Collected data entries
......

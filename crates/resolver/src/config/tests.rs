use std::io::Write;

use pretty_assertions::assert_eq;

use super::*;

#[test]
fn empty_document_uses_defaults() {
	let config = ResolverConfig::from_toml_str("").unwrap();
	assert_eq!(config, ResolverConfig::default());
	assert_eq!(config.max_depth, DEFAULT_MAX_DEPTH);
	assert!(config.system.is_none());
}

#[test]
fn system_module_is_parsed() {
	let config = ResolverConfig::from_toml_str(
		r#"
		max_depth = 64

		[system]
		name = "tether.system"
		version = "1.0"
		packages = [
			{ name = "tether.framework", version = "1.0" },
			{ name = "tether.log", attributes = { vendor = "tether" }, mandatory = ["vendor"] },
		]
		"#,
	)
	.unwrap();

	assert_eq!(config.max_depth, 64);
	let system = config.system.unwrap();
	let (version, packages) = system.parse().unwrap();
	assert_eq!(version, Version::new(1, 0, 0));
	assert_eq!(packages.len(), 2);
	assert_eq!(packages[0].name(), "tether.framework");
	assert_eq!(packages[1].version(), &Version::EMPTY);
	assert_eq!(packages[1].attribute("vendor"), Some("tether"));
	assert!(packages[1].mandatory().contains("vendor"));
}

#[test]
fn unknown_keys_are_rejected() {
	let err = ResolverConfig::from_toml_str("max_dept = 3").unwrap_err();
	assert!(matches!(err, ConfigError::Parse(_)));
}

#[test]
fn zero_depth_is_rejected() {
	let err = ResolverConfig::from_toml_str("max_depth = 0").unwrap_err();
	assert!(matches!(err, ConfigError::InvalidMaxDepth(0)));
}

#[test]
fn depth_above_stack_bound_is_rejected() {
	let at_limit = format!("max_depth = {MAX_DEPTH_LIMIT}");
	assert_eq!(
		ResolverConfig::from_toml_str(&at_limit).unwrap().max_depth,
		MAX_DEPTH_LIMIT
	);

	let err = ResolverConfig::from_toml_str("max_depth = 100000").unwrap_err();
	assert!(matches!(err, ConfigError::InvalidMaxDepth(100_000)));
}

#[test]
fn bad_system_version_is_reported_eagerly() {
	let err = ResolverConfig::from_toml_str(
		r#"
		[system]
		name = "sys"
		version = "1.x"
		"#,
	)
	.unwrap_err();
	assert!(matches!(
		err,
		ConfigError::Version(ParseError::InvalidComponent { .. })
	));
}

#[test]
fn load_reads_file() {
	let mut file = tempfile::NamedTempFile::new().unwrap();
	writeln!(file, "max_depth = 12").unwrap();

	let config = ResolverConfig::load(file.path()).unwrap();
	assert_eq!(config.max_depth, 12);
}

#[test]
fn load_reports_missing_file() {
	let dir = tempfile::tempdir().unwrap();
	let path = dir.path().join("absent.toml");

	let err = ResolverConfig::load(&path).unwrap_err();
	match err {
		ConfigError::Read { path: reported, .. } => assert_eq!(reported, path),
		other => panic!("unexpected error: {other}"),
	}
}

......

**Action item:** Count how many lines of the entries contain the word "ResolverConfig", and respond with that count only.

**The completed task:** 10